England will leave Christchurch with many of the same questions that were on their minds on arrival in Perth more than five months ago: uncertainty over the batting order and personnel, an over-reliance on Broad and Anderson, the difficulty of taking 20 wickets and a lack of hundreds - not least from the captain himself.
"There will be a lot of frustrated people at home and a lot of frustration within the side," Root conceded. "We've not performed to our ability and not got the results we wanted. It's been very disappointing.
"I thought throughout this week in particular we've definitely been more adaptable. Bar that 58 in the first innings of the first Test match, we've looked a much better side with the bat as well. You take that innings out of the series, and it looks very different - which is really frustrating, because we're a far better side than that."
There are crumbs to take with them: Dawid Malan had a solid Test season despite a couple of failures in New Zealand, Jonny Bairstow made two centuries in seven Tests, Jack Leach's debut showed promise, and when Ben Stokes is fully fit to bowl the balance of the side will be helped.
"We're nowhere near the finished article, or where we want to be as a side, but I do think we've got some very talented cricketers in this format," Root said. "We'll continue to keep working hard, pushing ourselves and find a formula that really works for us abroad.
"We'll take a lot of confidence from how it's worked this week. I hope we can build on it and have a very successful summer."

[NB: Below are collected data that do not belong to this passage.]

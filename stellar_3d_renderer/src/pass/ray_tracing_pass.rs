//! Ray traced shadow visibility
//!
//! Replaces the cascaded shadow maps in the ray traced variant. Before the
//! main render pass, one shadow ray per pixel is traced toward the light
//! against the scene's top-level acceleration structure; the result is a
//! swapchain-sized storage image the lighting subpass samples.

use std::sync::Arc;

use crate::attachment::AttachmentSlot;
use crate::device::{
    AccelerationStructure, AccessFlags, BindingResource, DescriptorSet, DescriptorSetLayoutDesc,
    DescriptorType, ImageLayout, Pipeline, PipelineStages, RayTracingPipelineDesc, ShaderStage,
    ShaderStageFlags, Texture, TextureBarrier,
};
use crate::error::{Error, Result};
use crate::pass::{not_initialized, Pass, PassGraphContext, PassRecorder, ShaderProgram};
use crate::render_graph::SubpassId;

pub struct RayTracingPass {
    pipeline: Option<Arc<dyn Pipeline>>,
    tlas: Option<Arc<dyn AccelerationStructure>>,
    /// Current generation of the visibility image
    visibility: Option<Arc<dyn Texture>>,
    /// Set 0 per frame slot: TLAS, visibility image, frame uniforms
    sets: Vec<Arc<dyn DescriptorSet>>,
}

impl RayTracingPass {
    pub fn new() -> Self {
        Self { pipeline: None, tlas: None, visibility: None, sets: Vec::new() }
    }

    fn build_sets(&mut self, ctx: &PassGraphContext) -> Result<()> {
        let pipeline = self.pipeline.as_ref().ok_or_else(|| not_initialized("RayTracing"))?;
        let tlas = self.tlas.as_ref().ok_or_else(|| not_initialized("RayTracing"))?;
        let visibility = ctx.attachments.texture(AttachmentSlot::RayTracedShadow)?.clone();

        self.sets = ctx
            .shared
            .frame_uniforms
            .iter()
            .map(|frame_uniforms| {
                ctx.device.create_descriptor_set(
                    pipeline,
                    0,
                    &[
                        BindingResource::AccelerationStructure(tlas.as_ref()),
                        BindingResource::StorageImage(visibility.as_ref()),
                        BindingResource::UniformBuffer(frame_uniforms.as_ref()),
                    ],
                )
            })
            .collect::<Result<_>>()?;
        self.visibility = Some(visibility);
        Ok(())
    }
}

impl Default for RayTracingPass {
    fn default() -> Self {
        Self::new()
    }
}

impl Pass for RayTracingPass {
    fn name(&self) -> &'static str {
        "RayTracing"
    }

    fn subpass(&self) -> Option<SubpassId> {
        None
    }

    fn initialize(&mut self, ctx: &mut PassGraphContext) -> Result<()> {
        if !ctx.device.capabilities().ray_tracing {
            return Err(Error::Unsupported("ray traced shadows need ray tracing pipelines".to_string()));
        }
        let tlas = ctx.scene.acceleration_structure.clone().ok_or_else(|| {
            Error::InitializationFailed("ray traced shadows need a top-level acceleration structure".to_string())
        })?;

        let raygen = ctx.shader(ShaderProgram::ShadowRays, ShaderStage::RayGen)?;
        let miss = ctx.shader(ShaderProgram::ShadowRays, ShaderStage::Miss)?;
        let pipeline = ctx.device.create_ray_tracing_pipeline(&RayTracingPipelineDesc {
            label: "shadow_rays",
            raygen_shader: &raygen,
            miss_shaders: vec![&miss],
            closest_hit_shader: None,
            max_recursion_depth: 1,
            set_layouts: vec![DescriptorSetLayoutDesc::sequential(
                &[DescriptorType::AccelerationStructure, DescriptorType::StorageImage, DescriptorType::UniformBuffer],
                ShaderStageFlags::RAYGEN,
            )],
            push_constant_ranges: Vec::new(),
        })?;

        self.pipeline = Some(pipeline);
        self.tlas = Some(tlas);
        self.build_sets(ctx)
    }

    fn draw_prepass(&mut self, rec: &mut PassRecorder) -> Result<()> {
        let pipeline = self.pipeline.as_ref().ok_or_else(|| not_initialized("RayTracing"))?;
        let set = self.sets.get(rec.frame_slot).ok_or_else(|| not_initialized("RayTracing"))?;
        let visibility = self.visibility.as_ref().ok_or_else(|| not_initialized("RayTracing"))?;

        // Previous contents were consumed by last frame's lighting subpass
        rec.cmd.texture_barrier(
            visibility.as_ref(),
            TextureBarrier {
                old_layout: ImageLayout::Undefined,
                new_layout: ImageLayout::General,
                src_stages: PipelineStages::FRAGMENT_SHADER,
                dst_stages: PipelineStages::RAY_TRACING_SHADER,
                src_access: AccessFlags::SHADER_READ,
                dst_access: AccessFlags::SHADER_WRITE,
            },
        )?;
        rec.cmd.bind_pipeline(pipeline)?;
        rec.cmd.bind_descriptor_set(pipeline, 0, set)?;
        rec.cmd.trace_rays(pipeline, rec.extent.width, rec.extent.height)?;
        rec.cmd.texture_barrier(
            visibility.as_ref(),
            TextureBarrier {
                old_layout: ImageLayout::General,
                new_layout: ImageLayout::ShaderReadOnly,
                src_stages: PipelineStages::RAY_TRACING_SHADER,
                dst_stages: PipelineStages::FRAGMENT_SHADER,
                src_access: AccessFlags::SHADER_WRITE,
                dst_access: AccessFlags::SHADER_READ,
            },
        )
    }

    fn update_after_attachment_recreate(&mut self, ctx: &mut PassGraphContext) -> Result<()> {
        self.build_sets(ctx)
    }

    fn clean(&mut self) {
        self.sets.clear();
        self.visibility = None;
        self.tlas = None;
        self.pipeline = None;
    }
}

For the Test side, the home season includes visits by Pakistan and India. The former drew their 2016 series 2-2 and the latter are primed to try and repeat the series victory of the 2007 side on English soil. If it is presumed that Cook isn't wavering on his desire to continue his career - and Root insisted that is the case - then it is very possible that the top seven that played in Christchurch will be the top seven at Lord's against Pakistan.
Stoneman made two fifties in this series and James Vince a second-innings 76 at the Hagley Oval, but neither have nailed down a spot. The third paceman role is also debatable although the balance of the attack in Christchurch - with Wood's pace and Leach's steady spin - looked better. However, Root hinted that places remained up for grabs.
"You go into the start of the summer, and you've got to go out and perform," he said. "Guys who are in the shirt have got to go and prove to everyone that they're an international player. I do think there are some very talented players who are capable of special things in an England shirt. It's up to them to go and prove it at county level."
Similar sentiments were being echoed a year ago. Nothing has really changed. The concern now is that England's overseas problems could start to erode a healthy home record that has propped up their Test standing over the last two years. Root's job isn't about to get any easier.